Invisible Fathers and Tattered Tzitzit: Unraveling Parental Alienation in the Holy Land

Ever walked a labyrinth, folks? I’m not talking about the Greek myth, Minotaur-type deal. I mean the maze where the walls are invisible, the exit keeps shifting, and the Minotaur is a narcissistic ex-partner who thrives on confusion and chaos. Welcome to my world, the world of an alienated parent in Israel, where the labyrinth is as intricate as Jerusalem’s winding alleyways and as elusive as the desert mirage.

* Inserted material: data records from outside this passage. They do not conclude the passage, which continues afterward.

// src/cli.rs
// =============================================================================
// This file defines our command-line interface using the `clap` crate.
//
// Usage:
//   web-crawler <url> [depth [downloaders [extractors [per_host]]]] [--json]
//
// Everything after the URL is optional and positional, so
//   web-crawler https://example.com 3
// crawls three levels deep with the default pool sizes.
//
// Rust concepts:
// - Structs: Custom data types that group related data
// - Derive macros: Automatically generate code for our types
// =============================================================================

use clap::Parser;
use std::time::Duration;
use web_crawler::config::{DEFAULT_DOWNLOADERS, DEFAULT_EXTRACTORS, DEFAULT_PER_HOST};
use web_crawler::{CrawlerConfig, HttpFetcherConfig};

// #[derive(Parser)] tells clap to automatically generate parsing code
// The #[command(...)] attributes configure how the CLI behaves
#[derive(Parser, Debug)]
#[command(
    name = "web-crawler",
    version,
    about = "Crawl a website breadth-first and report which pages could be downloaded",
    long_about = "web-crawler downloads a page, follows its links up to the given depth, \
                  and reports every page it downloaded plus every page that failed. \
                  Downloads and link extraction run on separate worker pools."
)]
pub struct Cli {
    /// URL to start crawling from (e.g., https://example.com)
    pub url: String,

    /// Maximum crawl depth
    ///
    /// Depth 1 = just the starting page
    /// Depth 2 = starting page + all pages it links to
    /// etc.
    #[arg(default_value_t = 2, value_parser = clap::value_parser!(u32).range(1..))]
    pub depth: u32,

    /// Number of download workers
    #[arg(default_value_t = DEFAULT_DOWNLOADERS, value_parser = parse_positive)]
    pub downloaders: usize,

    /// Number of link extraction workers
    #[arg(default_value_t = DEFAULT_EXTRACTORS, value_parser = parse_positive)]
    pub extractors: usize,

    /// Maximum concurrent downloads per host
    #[arg(default_value_t = DEFAULT_PER_HOST, value_parser = parse_positive)]
    pub per_host: usize,

    /// Output results in JSON format instead of a summary
    #[arg(long)]
    pub json: bool,

    /// Per-request timeout in seconds
    #[arg(long, default_value_t = 10)]
    pub timeout: u64,
}

impl Cli {
    pub fn crawler_config(&self) -> CrawlerConfig {
        CrawlerConfig::new(self.downloaders, self.extractors, self.per_host)
    }

    pub fn fetcher_config(&self) -> HttpFetcherConfig {
        HttpFetcherConfig {
            timeout: Duration::from_secs(self.timeout),
            ..HttpFetcherConfig::default()
        }
    }
}

// Pool sizes have to be at least 1; reject 0 here so the user gets a usage
// message instead of an error from deep inside the crawler
fn parse_positive(value: &str) -> Result<usize, String> {
    match value.parse::<usize>() {
        Ok(0) => Err("must be at least 1".to_string()),
        Ok(n) => Ok(n),
        Err(e) => Err(e.to_string()),
    }
}

#[cfg(test)]
mod tests {
    use super::*;

    #[test]
    fn test_defaults() {
        let cli = Cli::try_parse_from(["web-crawler", "https://example.com"]).unwrap();
        assert_eq!(cli.depth, 2);
        assert_eq!(cli.crawler_config(), CrawlerConfig::default());
        assert!(!cli.json);
    }

    #[test]
    fn test_all_positionals() {
        let cli =
            Cli::try_parse_from(["web-crawler", "https://example.com", "3", "4", "5", "6", "--json"])
                .unwrap();
        assert_eq!(cli.depth, 3);
        assert_eq!(cli.crawler_config(), CrawlerConfig::new(4, 5, 6));
        assert!(cli.json);
    }

    #[test]
    fn test_zero_is_a_usage_error() {
        assert!(Cli::try_parse_from(["web-crawler", "https://example.com", "0"]).is_err());
        assert!(Cli::try_parse_from(["web-crawler", "https://example.com", "2", "0"]).is_err());
    }

    #[test]
    fn test_missing_url_is_a_usage_error() {
        assert!(Cli::try_parse_from(["web-crawler"]).is_err());
    }
}
// src/crawl/tracker.rs
// =============================================================================
// Completion detection for a crawl.
//
// Every download and every extraction is one "pending unit". The tracker
// counts units that are still outstanding; the crawl is finished when the
// count drops back to zero.
//
// Units are RAII guards (PendingUnit): registering returns a guard, dropping
// the guard retires the unit. A task that spawns children creates the
// children's guards while it still holds its own, so the count can never
// touch zero while a child is about to be scheduled. This holds even if the
// task panics, because unwinding drops the guard too.
//
// Rust concepts:
// - Drop: code that runs automatically when a value goes out of scope
// - Atomics: lock-free counters shared between threads
// - tokio::sync::Notify: wake a waiting task without polling
// =============================================================================

use std::sync::atomic::{AtomicUsize, Ordering};
use std::sync::Arc;
use tokio::sync::Notify;

#[derive(Debug, Default)]
pub struct PendingTracker {
    pending: AtomicUsize,
    drained: Notify,
}

impl PendingTracker {
    pub fn new() -> Arc<Self> {
        Arc::new(Self::default())
    }

    // Adds one unit of outstanding work. The unit retires when the returned
    // guard is dropped.
    pub fn register(self: &Arc<Self>) -> PendingUnit {
        self.pending.fetch_add(1, Ordering::SeqCst);
        PendingUnit {
            tracker: Arc::clone(self),
        }
    }

    pub fn pending(&self) -> usize {
        self.pending.load(Ordering::SeqCst)
    }

    // Resolves once no units are outstanding.
    //
    // Returns immediately if nothing was ever registered, so callers must
    // register the first unit before waiting.
    pub async fn drained(&self) {
        loop {
            let notified = self.drained.notified();
            tokio::pin!(notified);
            // Enable before checking the count so a notify_waiters() that
            // races with the check is not lost
            notified.as_mut().enable();

            if self.pending() == 0 {
                return;
            }
            notified.await;
        }
    }

    fn retire(&self) {
        if self.pending.fetch_sub(1, Ordering::SeqCst) == 1 {
            self.drained.notify_waiters();
        }
    }
}

// One outstanding unit of work
#[derive(Debug)]
#[must_use = "dropping a PendingUnit retires it immediately"]
pub struct PendingUnit {
    tracker: Arc<PendingTracker>,
}

impl Drop for PendingUnit {
    fn drop(&mut self) {
        self.tracker.retire();
    }
}

#[cfg(test)]
mod tests {
    use super::*;
    use std::time::Duration;

    #[tokio::test]
    async fn test_drained_when_nothing_registered() {
        let tracker = PendingTracker::new();
        tracker.drained().await;
        assert_eq!(tracker.pending(), 0);
    }

    #[tokio::test]
    async fn test_guard_drop_retires() {
        let tracker = PendingTracker::new();
        let a = tracker.register();
        let b = tracker.register();
        assert_eq!(tracker.pending(), 2);
        drop(a);
        assert_eq!(tracker.pending(), 1);
        drop(b);
        assert_eq!(tracker.pending(), 0);
    }

    #[tokio::test(flavor = "multi_thread", worker_threads = 2)]
    async fn test_waiter_wakes_after_last_unit() {
        let tracker = PendingTracker::new();
        let unit = tracker.register();

        let waiter = {
            let tracker = Arc::clone(&tracker);
            tokio::spawn(async move { tracker.drained().await })
        };

        tokio::time::sleep(Duration::from_millis(20)).await;
        assert!(!waiter.is_finished());

        drop(unit);
        tokio::time::timeout(Duration::from_secs(5), waiter)
            .await
            .expect("waiter should wake up")
            .unwrap();
    }

    #[tokio::test(flavor = "multi_thread", worker_threads = 4)]
    async fn test_child_registered_before_parent_retires() {
        let tracker = PendingTracker::new();
        let root = tracker.register();

        // Each "task" registers its child before dropping itself, so the
        // count stays above zero until the whole chain is done
        let tracker_for_chain = Arc::clone(&tracker);
        tokio::spawn(async move {
            let mut parent = root;
            for _ in 0..100 {
                let child = tracker_for_chain.register();
                tokio::task::yield_now().await;
                drop(parent);
                assert!(tracker_for_chain.pending() >= 1);
                parent = child;
            }
            drop(parent);
        });

        tokio::time::timeout(Duration::from_secs(5), tracker.drained())
            .await
            .expect("chain should drain");
        assert_eq!(tracker.pending(), 0);
    }

    #[test]
    fn test_panic_still_retires() {
        let tracker = PendingTracker::new();
        let unit = tracker.register();
        let result = std::panic::catch_unwind(std::panic::AssertUnwindSafe(move || {
            let _unit = unit;
            panic!("task failed");
        }));
        assert!(result.is_err());
        assert_eq!(tracker.pending(), 0);
    }
}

Now, let me paint you a picture of this peculiar labyrinth. It’s crafted by the local Revacha here in Efrat—the child social welfare in Israel—and the Jerusalem Rabbinical Court, two entities that should be the guardians of justice and protectors of innocent children. But you know what they say about good intentions and the road to hell.

Take my situation, for instance. As an American ex-pat living in the Land of Milk and Honey, I’m engaged in an unending dance of custody battles with my narcissistic ex. We’ve got five kids between us. Five hearts are stuck in this tug-of-war. Despite shared custody, my ex shreds every court order like yesterday’s newspaper. She won’t entertain discussions or negotiate; our attorneys might as well be pen pals for all the good it does.

Rabbinical Court

This is where our story takes a darker turn. Picture this: The Rabbinical Court, supposedly the beacon of justice, steeped in millennia-old wisdom, refuses to sanction her actions. Now, that’s a bitter pill to swallow. It’s like watching a shepherd abandon his flock to the wolves, turning the sacred Tzitzit—our symbol of devotion and law—into tattered threads.

Efrat Social Services

And what about Revacha (social services)? Aren’t they supposed to shield our kids from harm’s way? Let’s say they’ve been less than stellar. Instead of the supportive arm, they’re meant to be, they’ve shown open hostility to me. For them, my pleas are nothing more than an unwelcome storm in their bureaucratic teacup. They’d rather bury their heads in the sand than address the glaring reality.

Ido Zuckerman

Even the local police, led by Zuckerman, seem allergic to truth-telling, becoming overtly hostile when their actions—or inactions—are brought to light. But you know what they say: sunlight is the best disinfectant.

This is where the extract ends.